Eski Almanya Cumhurbaşkanlığı Müsteşarı Davil Gill, bir döneme damgasını vuran ve 'FETÖ'ye benzediği ileri sürülen 'Stasi' ile ilgili yapılan soruşturmaları anlattı. Gill, "Temizlikte şüphelilerin bugün ve gelecekte risk teşkil edip etmediğine bakılıyordu. Stasi’nin yöneticisi olup da görev yaptığı dönemde haksız yere mal sahibi olanların malına da el konuluyordu" dedi. "Bu çalışmalar Almanya için büyük bir dönüşümdü" değerlendirmesinde bulunan Gill, "Bu tür dönüşümlerde doğruluk ve adillik de olmak zorundaydı. Stasi ile çalışanlar devlete ihanetle yargılandı. Yapılan temizlikte de şimdiki zaman dikkate alınıyordu ve bugün ve gelecekte bu kişiler risk teşkil ediyor mu etmiyor mu buna bakıldı" diye konuştu.

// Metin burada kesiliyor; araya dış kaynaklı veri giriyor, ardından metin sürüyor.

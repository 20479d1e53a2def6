// src/core/metrics.rs

//! Defines and registers Prometheus metrics for gateway monitoring.
//!
//! This module uses `lazy_static` to ensure that metrics are registered only once
//! globally for the entire application lifecycle.

use crate::core::registry::{ConnectionRegistry, PeerRole};
use lazy_static::lazy_static;
use prometheus::{
    Counter, CounterVec, GaugeVec, Histogram, TextEncoder, register_counter, register_counter_vec,
    register_gauge_vec, register_histogram,
};

lazy_static! {
    // --- Gauges ---
    /// The number of currently connected peers, labeled by role.
    pub static ref CONNECTED_PEERS: GaugeVec =
        register_gauge_vec!("nexus_connected_peers", "Number of currently connected peers, by role.", &["role"]).unwrap();

    // --- Counters ---
    /// The total number of connections accepted since startup, labeled by role.
    pub static ref CONNECTIONS_RECEIVED_TOTAL: CounterVec =
        register_counter_vec!("nexus_connections_received_total", "Total number of connections received, by role.", &["role"]).unwrap();
    /// The total number of inbound events dispatched to a worker (live path).
    pub static ref EVENTS_DISPATCHED_TOTAL: Counter =
        register_counter!("nexus_events_dispatched_total", "Total number of events dispatched to workers.").unwrap();
    /// The total number of inbound events dropped after all delivery attempts failed.
    pub static ref EVENTS_DROPPED_TOTAL: Counter =
        register_counter!("nexus_events_dropped_total", "Total number of events dropped on the live path.").unwrap();
    /// The total number of outbound API calls forwarded to a bot.
    pub static ref ACTIONS_FORWARDED_TOTAL: Counter =
        register_counter!("nexus_actions_forwarded_total", "Total number of API calls forwarded to bots.").unwrap();
    /// The total number of synthetic failure responses, labeled by reason.
    pub static ref SYNTHETIC_FAILURES_TOTAL: CounterVec =
        register_counter_vec!("nexus_synthetic_failures_total", "Total number of synthesized failure responses, by reason.", &["reason"]).unwrap();
    /// The total number of correlation timeouts that won the race against the real response.
    pub static ref CORRELATION_TIMEOUTS_TOTAL: Counter =
        register_counter!("nexus_correlation_timeouts_total", "Total number of expired correlation tokens.").unwrap();
    /// The total number of peers evicted for heartbeat silence, labeled by role.
    pub static ref HEARTBEAT_EVICTIONS_TOTAL: CounterVec =
        register_counter_vec!("nexus_heartbeat_evictions_total", "Total number of peers evicted by the health monitor, by role.", &["role"]).unwrap();
    /// The total number of entries appended to durable streams.
    pub static ref STREAM_ENTRIES_APPENDED_TOTAL: Counter =
        register_counter!("nexus_stream_entries_appended_total", "Total number of entries appended to durable streams.").unwrap();
    /// The total number of durable stream entries acknowledged.
    pub static ref STREAM_ENTRIES_ACKED_TOTAL: Counter =
        register_counter!("nexus_stream_entries_acked_total", "Total number of durable stream entries acknowledged.").unwrap();
    /// The total number of durable stream entries reclaimed from dead consumers.
    pub static ref STREAM_ENTRIES_CLAIMED_TOTAL: Counter =
        register_counter!("nexus_stream_entries_claimed_total", "Total number of durable stream entries reclaimed from idle consumers.").unwrap();

    // --- Histograms ---
    /// A histogram of bot API round-trip latencies, from send to correlated response.
    pub static ref BOT_API_RTT_SECONDS: Histogram =
        register_histogram!("nexus_bot_api_rtt_seconds", "Round-trip latency of bot API calls in seconds.").unwrap();
}

/// Resets the connected-peer gauges from the registry's live counts. Every
/// scrape handler must call this first, so a scrape never reports a stale
/// count after a burst of churn.
pub fn refresh_connection_gauges(registry: &ConnectionRegistry) {
    for role in [PeerRole::Bot, PeerRole::Worker, PeerRole::Subscriber] {
        CONNECTED_PEERS
            .with_label_values(&[&role.to_string()])
            .set(registry.len(role) as f64);
    }
}

/// Gathers all registered metrics and encodes them in the Prometheus text format.
pub fn gather_metrics() -> String {
    let encoder = TextEncoder::new();
    let metric_families = prometheus::gather();
    encoder.encode_to_string(&metric_families).unwrap_or_default()
}
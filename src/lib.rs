// src/lib.rs

pub mod config;
pub mod connection;
pub mod core;
pub mod server;
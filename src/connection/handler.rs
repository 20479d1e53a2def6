// src/connection/handler.rs

//! Drives one upgraded websocket from registration to teardown.
//!
//! The socket is split in two: a writer task drains the peer's outbound queue
//! (see `writer`), while this function runs the read loop inline. All frame
//! interpretation beyond gateway control frames is delegated to the router.

use crate::connection::guard::ConnectionGuard;
use crate::connection::writer;
use crate::core::metrics;
use crate::core::protocol::Envelope;
use crate::core::registry::{
    OUTBOUND_QUEUE_CAPACITY, PeerHandle, PeerRole, SubscriberScope, WorkerCapabilities,
};
use crate::core::state::GatewayState;
use crate::core::state::stats::DisconnectReason;
use axum::extract::ws::{Message, WebSocket};
use futures::StreamExt;
use std::sync::Arc;
use std::sync::atomic::Ordering;
use tokio::sync::{broadcast, mpsc};
use tracing::{debug, info, warn};

/// Runs a connection to completion. Returns once the peer is gone and its
/// registry entry (if still ours) has been settled.
pub async fn serve_peer(
    state: Arc<GatewayState>,
    socket: WebSocket,
    role: PeerRole,
    id: String,
    scope: SubscriberScope,
    mut shutdown: broadcast::Receiver<()>,
) {
    let (sink, mut ws_rx) = socket.split();
    let (tx, outbound) = mpsc::channel::<Message>(OUTBOUND_QUEUE_CAPACITY);
    let handle = Arc::new(PeerHandle::with_scope(
        state.next_session_id(),
        role,
        id,
        tx,
        scope,
    ));

    // Registration replaces any existing connection with the same id. The
    // replaced peer's own guard will find its entry gone, so the accounting
    // for it happens here.
    if let Some(old) = state.registry.register(handle.clone()) {
        warn!(role = %role, id = %handle.id(), "Duplicate id; replacing the previous connection.");
        state.stats.record_disconnect(
            role,
            &old.id(),
            DisconnectReason::Replaced,
            old.connected_for(),
        );
        metrics::CONNECTED_PEERS
            .with_label_values(&[&role.to_string()])
            .dec();
        old.kill();
    }
    state.stats.record_connect();
    metrics::CONNECTED_PEERS
        .with_label_values(&[&role.to_string()])
        .inc();
    metrics::CONNECTIONS_RECEIVED_TOTAL
        .with_label_values(&[&role.to_string()])
        .inc();
    info!(role = %role, id = %handle.id(), session = handle.session_id, "Peer connected.");

    let guard = ConnectionGuard::new(state.registry.clone(), state.stats.clone(), handle.clone());

    let writer_task = tokio::spawn(writer::run_writer(
        handle.clone(),
        sink,
        outbound,
        state.config.heartbeat.bot_ping_interval,
    ));

    let mut kill = handle.kill_signal();
    loop {
        tokio::select! {
            biased;
            _ = shutdown.recv() => {
                guard.set_reason(DisconnectReason::ServerShutdown);
                break;
            }
            _ = kill.recv() => {
                // Eviction or replacement already settled the registry entry.
                break;
            }
            maybe = ws_rx.next() => {
                match maybe {
                    Some(Ok(Message::Text(text))) => {
                        handle.touch_heartbeat();
                        handle.received.fetch_add(1, Ordering::Relaxed);
                        state.stats.record_activity(role, &handle.id());
                        handle_text(&state, &handle, text.as_str());
                    }
                    Some(Ok(Message::Ping(payload))) => {
                        handle.touch_heartbeat();
                        let _ = handle.send_raw(Message::Pong(payload));
                    }
                    Some(Ok(Message::Pong(_))) => {
                        handle.touch_heartbeat();
                    }
                    Some(Ok(Message::Close(_))) | None => break,
                    Some(Ok(_)) => {
                        // Binary frames are not part of the protocol.
                        debug!(id = %handle.id(), "Ignoring non-text frame.");
                    }
                    Some(Err(e)) => {
                        debug!(id = %handle.id(), "Socket read error: {e}");
                        break;
                    }
                }
            }
        }
    }

    handle.kill();
    drop(guard);
    let _ = writer_task.await;
}

fn handle_text(state: &Arc<GatewayState>, handle: &Arc<PeerHandle>, text: &str) {
    let envelope = match Envelope::parse(text) {
        Ok(env) => env,
        Err(e) => {
            warn!(id = %handle.id(), "Dropping malformed frame: {e}");
            return;
        }
    };
    match handle.role {
        PeerRole::Bot => handle_bot_text(state, handle, envelope),
        PeerRole::Worker => handle_worker_text(state, handle, envelope),
        PeerRole::Subscriber => {
            // Subscribers are a one-way audience; inbound frames only serve
            // as liveness signals.
            debug!(id = %handle.id(), "Ignoring inbound frame from subscriber.");
        }
    }
}

fn handle_bot_text(state: &Arc<GatewayState>, handle: &Arc<PeerHandle>, envelope: Envelope) {
    // A bot that announced a provisional id (or reconnected under a new
    // account) is re-keyed the moment a frame carries its real identity.
    if let Some(self_id) = envelope.self_id() {
        let current = handle.id();
        if self_id != current && state.registry.rename(PeerRole::Bot, &current, &self_id) {
            info!(old = %current, new = %self_id, "Bot identified; registry key updated.");
        }
    }
    state.router.handle_bot_frame(envelope);
}

fn handle_worker_text(state: &Arc<GatewayState>, handle: &Arc<PeerHandle>, envelope: Envelope) {
    match envelope.meta() {
        Some("register") => {
            let caps = envelope
                .get("capabilities")
                .and_then(|v| serde_json::from_value::<WorkerCapabilities>(v.clone()).ok())
                .unwrap_or_default();
            debug!(id = %handle.id(), skills = ?caps.skills, "Worker registered capabilities.");
            handle.set_capabilities(caps);
        }
        Some("heartbeat") => {
            // Liveness was already refreshed by the read loop.
        }
        Some(other) => {
            debug!(id = %handle.id(), meta = %other, "Ignoring unknown control frame.");
        }
        None => state.router.handle_worker_frame(handle, envelope),
    }
}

Karar gazetesinden Kenan Butakın'ın haberine göre, eski Almanya Cumhurbaşkanı Joachim Gauck’un beş yıl boyunca sağ kolu olarak görev yapan eski müsteşar Davil Gill, Boğaziçi Üniversitesi’nin konuğu oldu. Boğaziçi Avrupa Siyaset Okulu’nda, ‘Demokrasinin Yeniden İnşası ve Adalet: Almanya Örneği’ başlıklı konferansta konuşan Gill, Almanya'daki Doğu Almanya Devlet Güvenlik Teşkilatı’na (Stasi) yönelik soruşturmaların ne şekilde yapıldığını anlattı. Stasi arşivlerini denetlemekle görevli dairenin sözcülüğünü de yapan Gill, dünya çapında etkin istihbarat örgütlerinden biri olarak kabul edilen ve karanlık bir yapısı olan Stasi için kamu kurumlarında çalışanların tek tek incelendiğini söyledi. 1990’larda parlamento ve kamu kurumlarında yürütülen çalışmalarda neler yapıldığını anlatan Gill, şunları anlattı:
"Stasi, elde ettiği bilgileri yasal olmayan bir şekilde alan Doğu Almanya’dan kalan karanlık bir geçmişe sahip yapıydı. Bu yapı için çalışanlar titizlikle araştırıldı. Her bir birey ayrı ayrı incelendi. Bu dönemde bazıları mağdur bazıları ise fail durumundaydı. Bu çalışmalar Almanya için büyük bir dönüşümdü. Ancak bu tür dönüşümlerde doğruluk ve adillik de olmak zorundaydı. Stasi ile çalışanlar devlete ihanetle yargılandı. Yapılan temizlikte de şimdiki zaman dikkate alınıyordu ve bugün ve gelecekte bu kişiler risk teşkil ediyor mu etmiyor mu buna bakıldı. Devleti zedelemek için mi çalışıyordu bütün hepsi araştırıldı."
Temizlik sürecinde geçmişte yaptıkları hatalarla da yüzleştiklerini belirten Gill, tek isteklerinin birlikte yaşama isteği olduğunu da söyledi. Gill, şöyle dervam etti:
"Stasi ile ilgisi olan ve risk teşkil edilenler kamu kurumları ve parlementodaki işlerini kaybettiler ama mal varlıklarına el konulmadı. Bu kurumlar dışında istihdam alanları açıktı. Sadece üst düzey Stasi mensubu olup da, görev yaptığı dönemde haksız yere mülk sahibi olanların mallarına el konuldu. Akademi dünyasında da Stasi ile ilgili olup da görevden alınanlar oldu. Görevden alınan bu kişiler de akademisyenlikten çok uzaktı. İnsanlar yaptıklarından pişman olursa yeni sistemin parçası olabilirler. Ama insanların hayatını mahvedenler bunun dışındaydı. O dönemde Almanlar olarak hatalarımıza da baktık ve geçmişimizle de yüzleştik. Tek istediğimiz birlikte yaşamak istediğimiz bir toplumdu."
Gauck'un sağ koluydu
Davil Gill, Almanya eski Cumhurbaşkanı Joachim Gauck’un sağ kolu olarak 2012 yılından Mart 2017 tarihine kadar hem almanya Cumhurbaşkanlığı Müsteşarı olarak hem de Almanya Cumhurbaşkanlığı Ofisi’nin başkanı olarak görev yaptı. Gauck’un Türkiye’ye yaptığı ziyaret sırasında da Alman heyetinde bulundu. Gill, 1991 yılında “Theodor Heuss ödülüne de layık görülmüştü.